■ Task to complete:
Read the records below and copy each line that contains "NonZeroUsize".

/---

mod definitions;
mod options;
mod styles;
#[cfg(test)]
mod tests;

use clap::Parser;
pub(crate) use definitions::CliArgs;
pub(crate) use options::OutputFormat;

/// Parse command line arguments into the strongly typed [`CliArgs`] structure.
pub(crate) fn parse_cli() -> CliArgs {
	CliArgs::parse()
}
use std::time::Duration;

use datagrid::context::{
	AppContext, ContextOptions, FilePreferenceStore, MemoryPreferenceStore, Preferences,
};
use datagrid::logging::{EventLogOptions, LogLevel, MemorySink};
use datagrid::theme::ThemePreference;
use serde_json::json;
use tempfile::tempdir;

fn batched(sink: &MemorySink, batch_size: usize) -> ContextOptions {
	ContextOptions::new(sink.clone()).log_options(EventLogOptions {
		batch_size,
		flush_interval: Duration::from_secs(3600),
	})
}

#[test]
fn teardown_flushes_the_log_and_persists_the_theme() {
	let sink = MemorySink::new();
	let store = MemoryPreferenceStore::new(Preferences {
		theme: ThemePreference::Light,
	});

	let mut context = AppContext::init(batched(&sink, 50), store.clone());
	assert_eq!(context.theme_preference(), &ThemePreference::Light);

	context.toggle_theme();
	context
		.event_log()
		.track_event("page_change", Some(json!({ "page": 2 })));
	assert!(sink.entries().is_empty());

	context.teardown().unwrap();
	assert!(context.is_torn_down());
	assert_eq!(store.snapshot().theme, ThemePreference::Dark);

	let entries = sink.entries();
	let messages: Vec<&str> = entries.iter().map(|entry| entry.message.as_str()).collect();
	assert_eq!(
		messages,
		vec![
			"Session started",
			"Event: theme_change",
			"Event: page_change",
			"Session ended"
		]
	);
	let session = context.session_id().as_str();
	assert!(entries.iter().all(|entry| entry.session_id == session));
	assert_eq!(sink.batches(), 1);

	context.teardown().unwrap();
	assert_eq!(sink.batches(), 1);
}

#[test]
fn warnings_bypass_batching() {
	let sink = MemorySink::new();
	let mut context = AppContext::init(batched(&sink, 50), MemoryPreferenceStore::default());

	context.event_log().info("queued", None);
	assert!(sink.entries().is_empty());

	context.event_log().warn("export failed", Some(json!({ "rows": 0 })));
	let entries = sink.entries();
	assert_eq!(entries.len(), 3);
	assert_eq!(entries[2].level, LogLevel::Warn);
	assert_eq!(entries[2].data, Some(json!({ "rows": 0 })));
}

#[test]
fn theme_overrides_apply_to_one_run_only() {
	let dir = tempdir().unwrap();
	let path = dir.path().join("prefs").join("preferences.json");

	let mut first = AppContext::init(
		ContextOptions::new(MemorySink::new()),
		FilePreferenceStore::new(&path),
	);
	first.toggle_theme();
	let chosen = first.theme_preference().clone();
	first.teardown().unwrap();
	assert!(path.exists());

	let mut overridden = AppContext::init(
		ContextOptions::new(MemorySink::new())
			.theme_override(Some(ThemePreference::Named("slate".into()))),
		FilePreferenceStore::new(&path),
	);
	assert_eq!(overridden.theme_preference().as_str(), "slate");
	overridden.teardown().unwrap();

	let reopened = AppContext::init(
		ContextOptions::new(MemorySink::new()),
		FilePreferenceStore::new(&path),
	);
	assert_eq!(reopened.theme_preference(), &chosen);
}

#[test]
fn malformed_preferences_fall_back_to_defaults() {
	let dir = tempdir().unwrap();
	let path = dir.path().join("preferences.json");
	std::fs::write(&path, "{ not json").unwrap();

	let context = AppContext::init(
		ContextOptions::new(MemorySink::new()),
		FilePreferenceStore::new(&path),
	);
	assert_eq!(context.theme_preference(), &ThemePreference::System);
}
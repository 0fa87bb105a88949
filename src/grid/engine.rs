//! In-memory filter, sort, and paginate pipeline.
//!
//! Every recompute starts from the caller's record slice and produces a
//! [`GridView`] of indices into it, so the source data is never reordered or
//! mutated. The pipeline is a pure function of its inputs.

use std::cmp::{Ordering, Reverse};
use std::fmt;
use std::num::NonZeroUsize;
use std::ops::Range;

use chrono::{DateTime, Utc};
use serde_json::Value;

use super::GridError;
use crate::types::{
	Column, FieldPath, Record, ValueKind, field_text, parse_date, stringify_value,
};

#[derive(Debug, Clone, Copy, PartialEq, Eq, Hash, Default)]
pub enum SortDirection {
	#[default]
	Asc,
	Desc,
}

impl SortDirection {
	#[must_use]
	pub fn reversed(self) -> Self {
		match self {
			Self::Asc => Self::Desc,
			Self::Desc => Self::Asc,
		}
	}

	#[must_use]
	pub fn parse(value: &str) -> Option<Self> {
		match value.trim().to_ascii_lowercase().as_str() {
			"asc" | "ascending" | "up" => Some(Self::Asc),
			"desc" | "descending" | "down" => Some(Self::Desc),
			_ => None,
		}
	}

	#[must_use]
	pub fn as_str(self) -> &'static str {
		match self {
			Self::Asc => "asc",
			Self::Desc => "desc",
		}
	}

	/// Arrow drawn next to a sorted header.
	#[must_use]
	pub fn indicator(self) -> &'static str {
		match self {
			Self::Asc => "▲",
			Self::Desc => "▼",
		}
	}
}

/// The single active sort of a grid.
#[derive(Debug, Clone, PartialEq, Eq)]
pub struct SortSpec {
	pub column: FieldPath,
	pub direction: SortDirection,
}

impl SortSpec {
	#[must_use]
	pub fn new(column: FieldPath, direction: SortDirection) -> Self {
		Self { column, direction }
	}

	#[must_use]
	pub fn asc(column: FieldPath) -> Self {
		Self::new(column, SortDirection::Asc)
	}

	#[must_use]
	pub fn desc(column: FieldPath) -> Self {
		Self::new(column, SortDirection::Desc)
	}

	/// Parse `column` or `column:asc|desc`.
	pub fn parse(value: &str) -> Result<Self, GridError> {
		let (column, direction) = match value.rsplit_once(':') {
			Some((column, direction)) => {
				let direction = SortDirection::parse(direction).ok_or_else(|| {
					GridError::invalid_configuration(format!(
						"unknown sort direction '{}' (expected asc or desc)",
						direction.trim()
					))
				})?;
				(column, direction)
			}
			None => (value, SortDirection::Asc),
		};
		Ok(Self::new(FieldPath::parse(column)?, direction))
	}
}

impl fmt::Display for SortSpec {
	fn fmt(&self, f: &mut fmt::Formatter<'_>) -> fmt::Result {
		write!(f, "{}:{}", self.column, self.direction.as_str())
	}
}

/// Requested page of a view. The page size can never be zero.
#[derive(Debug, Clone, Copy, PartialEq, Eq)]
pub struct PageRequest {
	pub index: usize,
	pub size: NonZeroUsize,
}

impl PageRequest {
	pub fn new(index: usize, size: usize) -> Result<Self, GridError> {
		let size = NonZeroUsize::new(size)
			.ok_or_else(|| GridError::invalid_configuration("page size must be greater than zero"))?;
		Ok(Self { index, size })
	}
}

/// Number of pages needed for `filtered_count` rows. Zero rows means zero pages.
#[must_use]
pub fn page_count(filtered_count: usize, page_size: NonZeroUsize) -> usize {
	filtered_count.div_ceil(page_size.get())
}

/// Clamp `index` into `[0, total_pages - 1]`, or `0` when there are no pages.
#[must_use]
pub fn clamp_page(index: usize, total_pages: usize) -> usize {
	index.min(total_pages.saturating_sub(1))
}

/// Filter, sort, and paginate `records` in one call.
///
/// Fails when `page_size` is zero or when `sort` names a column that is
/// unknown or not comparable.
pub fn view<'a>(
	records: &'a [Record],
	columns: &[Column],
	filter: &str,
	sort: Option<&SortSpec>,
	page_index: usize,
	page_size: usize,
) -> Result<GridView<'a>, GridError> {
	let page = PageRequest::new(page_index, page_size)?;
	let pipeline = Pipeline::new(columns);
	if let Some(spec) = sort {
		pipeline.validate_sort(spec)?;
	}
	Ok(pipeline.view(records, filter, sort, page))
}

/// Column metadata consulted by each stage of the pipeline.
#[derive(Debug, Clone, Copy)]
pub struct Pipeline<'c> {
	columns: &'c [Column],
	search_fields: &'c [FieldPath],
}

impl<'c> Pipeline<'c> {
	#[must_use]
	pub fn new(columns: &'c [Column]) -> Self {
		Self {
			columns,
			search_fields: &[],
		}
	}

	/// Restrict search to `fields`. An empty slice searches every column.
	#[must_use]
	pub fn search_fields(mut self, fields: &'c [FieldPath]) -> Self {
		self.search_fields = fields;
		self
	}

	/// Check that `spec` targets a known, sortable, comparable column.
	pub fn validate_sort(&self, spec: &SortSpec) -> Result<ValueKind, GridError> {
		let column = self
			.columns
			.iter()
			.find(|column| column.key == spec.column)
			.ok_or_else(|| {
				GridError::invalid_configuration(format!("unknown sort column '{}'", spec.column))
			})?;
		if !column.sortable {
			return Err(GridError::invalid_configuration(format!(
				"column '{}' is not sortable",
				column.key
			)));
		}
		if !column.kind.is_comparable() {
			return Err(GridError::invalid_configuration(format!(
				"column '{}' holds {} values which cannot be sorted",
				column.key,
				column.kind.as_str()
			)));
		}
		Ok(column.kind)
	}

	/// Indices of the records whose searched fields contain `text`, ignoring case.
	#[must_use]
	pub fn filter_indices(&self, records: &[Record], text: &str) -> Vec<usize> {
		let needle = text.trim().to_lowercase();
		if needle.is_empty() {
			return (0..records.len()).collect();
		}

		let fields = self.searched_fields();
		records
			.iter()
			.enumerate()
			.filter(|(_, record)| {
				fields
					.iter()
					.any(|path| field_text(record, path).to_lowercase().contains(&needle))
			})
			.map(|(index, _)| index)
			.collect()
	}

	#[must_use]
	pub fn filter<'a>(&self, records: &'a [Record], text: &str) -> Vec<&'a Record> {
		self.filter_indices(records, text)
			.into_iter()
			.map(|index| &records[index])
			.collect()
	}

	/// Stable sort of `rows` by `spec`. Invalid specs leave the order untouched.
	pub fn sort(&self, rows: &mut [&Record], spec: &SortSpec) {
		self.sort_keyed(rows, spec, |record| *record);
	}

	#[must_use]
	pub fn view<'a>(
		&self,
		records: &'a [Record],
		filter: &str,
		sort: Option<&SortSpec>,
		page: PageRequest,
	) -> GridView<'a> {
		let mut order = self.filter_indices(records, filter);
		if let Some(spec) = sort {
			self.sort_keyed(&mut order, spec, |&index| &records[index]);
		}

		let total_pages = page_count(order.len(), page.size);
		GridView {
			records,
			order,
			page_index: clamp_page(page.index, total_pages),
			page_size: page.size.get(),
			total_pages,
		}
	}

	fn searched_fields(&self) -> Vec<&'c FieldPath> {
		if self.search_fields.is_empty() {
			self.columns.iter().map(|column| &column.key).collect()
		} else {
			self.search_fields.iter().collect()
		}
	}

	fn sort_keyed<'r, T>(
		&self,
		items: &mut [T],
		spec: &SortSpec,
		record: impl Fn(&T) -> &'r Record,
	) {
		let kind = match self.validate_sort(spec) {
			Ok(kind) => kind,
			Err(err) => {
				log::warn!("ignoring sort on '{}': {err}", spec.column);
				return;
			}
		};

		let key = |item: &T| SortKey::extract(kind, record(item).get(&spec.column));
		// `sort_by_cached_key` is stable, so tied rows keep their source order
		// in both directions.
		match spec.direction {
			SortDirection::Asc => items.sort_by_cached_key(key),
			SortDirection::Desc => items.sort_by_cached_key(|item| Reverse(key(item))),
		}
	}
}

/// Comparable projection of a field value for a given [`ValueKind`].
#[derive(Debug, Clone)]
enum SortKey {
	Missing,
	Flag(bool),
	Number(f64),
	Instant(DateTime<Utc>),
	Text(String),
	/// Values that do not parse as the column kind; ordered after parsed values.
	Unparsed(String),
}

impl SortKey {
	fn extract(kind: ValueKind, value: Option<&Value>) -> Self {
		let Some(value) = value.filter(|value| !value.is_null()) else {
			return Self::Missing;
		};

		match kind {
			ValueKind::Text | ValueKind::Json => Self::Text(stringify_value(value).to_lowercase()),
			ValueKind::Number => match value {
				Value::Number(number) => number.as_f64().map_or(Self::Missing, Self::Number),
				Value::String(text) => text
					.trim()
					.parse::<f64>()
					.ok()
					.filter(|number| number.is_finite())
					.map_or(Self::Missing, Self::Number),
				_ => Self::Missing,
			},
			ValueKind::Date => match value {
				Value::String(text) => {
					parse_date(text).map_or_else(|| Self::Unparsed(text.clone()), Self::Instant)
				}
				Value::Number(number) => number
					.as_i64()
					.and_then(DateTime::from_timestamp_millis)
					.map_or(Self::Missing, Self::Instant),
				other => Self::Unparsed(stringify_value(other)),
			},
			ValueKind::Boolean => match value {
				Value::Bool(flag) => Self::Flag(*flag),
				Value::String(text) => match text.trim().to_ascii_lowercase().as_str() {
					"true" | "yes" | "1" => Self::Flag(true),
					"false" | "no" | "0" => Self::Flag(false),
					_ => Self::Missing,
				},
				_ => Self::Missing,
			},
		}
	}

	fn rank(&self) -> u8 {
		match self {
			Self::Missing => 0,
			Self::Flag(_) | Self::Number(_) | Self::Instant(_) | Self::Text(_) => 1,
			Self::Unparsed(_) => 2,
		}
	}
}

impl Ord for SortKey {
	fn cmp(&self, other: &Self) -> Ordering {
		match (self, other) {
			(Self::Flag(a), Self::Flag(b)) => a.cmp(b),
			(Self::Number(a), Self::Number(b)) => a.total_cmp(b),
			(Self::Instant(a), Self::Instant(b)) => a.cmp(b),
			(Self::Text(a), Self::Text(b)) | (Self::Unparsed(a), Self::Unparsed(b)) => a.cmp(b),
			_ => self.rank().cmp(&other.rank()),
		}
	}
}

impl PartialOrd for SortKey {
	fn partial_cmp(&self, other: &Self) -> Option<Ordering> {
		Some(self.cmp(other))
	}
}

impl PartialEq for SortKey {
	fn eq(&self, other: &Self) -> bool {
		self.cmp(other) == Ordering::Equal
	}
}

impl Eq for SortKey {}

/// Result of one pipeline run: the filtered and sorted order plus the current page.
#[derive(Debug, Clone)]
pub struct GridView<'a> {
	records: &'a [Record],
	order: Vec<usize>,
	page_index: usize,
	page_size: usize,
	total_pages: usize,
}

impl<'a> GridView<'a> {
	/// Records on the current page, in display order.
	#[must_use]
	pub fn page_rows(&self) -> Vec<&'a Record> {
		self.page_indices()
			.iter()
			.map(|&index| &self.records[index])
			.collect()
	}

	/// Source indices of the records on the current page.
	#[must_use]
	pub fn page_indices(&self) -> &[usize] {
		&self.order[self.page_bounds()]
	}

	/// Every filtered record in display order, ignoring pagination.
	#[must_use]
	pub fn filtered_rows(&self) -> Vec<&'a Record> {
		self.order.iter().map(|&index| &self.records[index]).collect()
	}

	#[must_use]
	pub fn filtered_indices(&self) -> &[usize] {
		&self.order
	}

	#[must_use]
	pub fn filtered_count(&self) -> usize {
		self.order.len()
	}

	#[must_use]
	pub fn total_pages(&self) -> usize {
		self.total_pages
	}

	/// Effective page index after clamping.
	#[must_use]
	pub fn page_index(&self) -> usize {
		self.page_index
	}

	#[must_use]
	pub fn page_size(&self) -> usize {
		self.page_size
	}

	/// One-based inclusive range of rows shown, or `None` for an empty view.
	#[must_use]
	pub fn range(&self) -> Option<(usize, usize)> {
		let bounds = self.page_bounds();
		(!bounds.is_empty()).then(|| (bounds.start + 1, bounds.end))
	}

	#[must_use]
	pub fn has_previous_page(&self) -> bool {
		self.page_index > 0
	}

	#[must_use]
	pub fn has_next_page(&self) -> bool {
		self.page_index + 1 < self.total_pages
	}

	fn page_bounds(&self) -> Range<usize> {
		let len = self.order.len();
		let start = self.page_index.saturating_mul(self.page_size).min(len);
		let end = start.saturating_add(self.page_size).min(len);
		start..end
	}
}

\---

■ Solution:
use std::num::NonZeroUsize;
	pub size: NonZeroUsize,
		let size = NonZeroUsize::new(size)
pub fn page_count(filtered_count: usize, page_size: NonZeroUsize) -> usize {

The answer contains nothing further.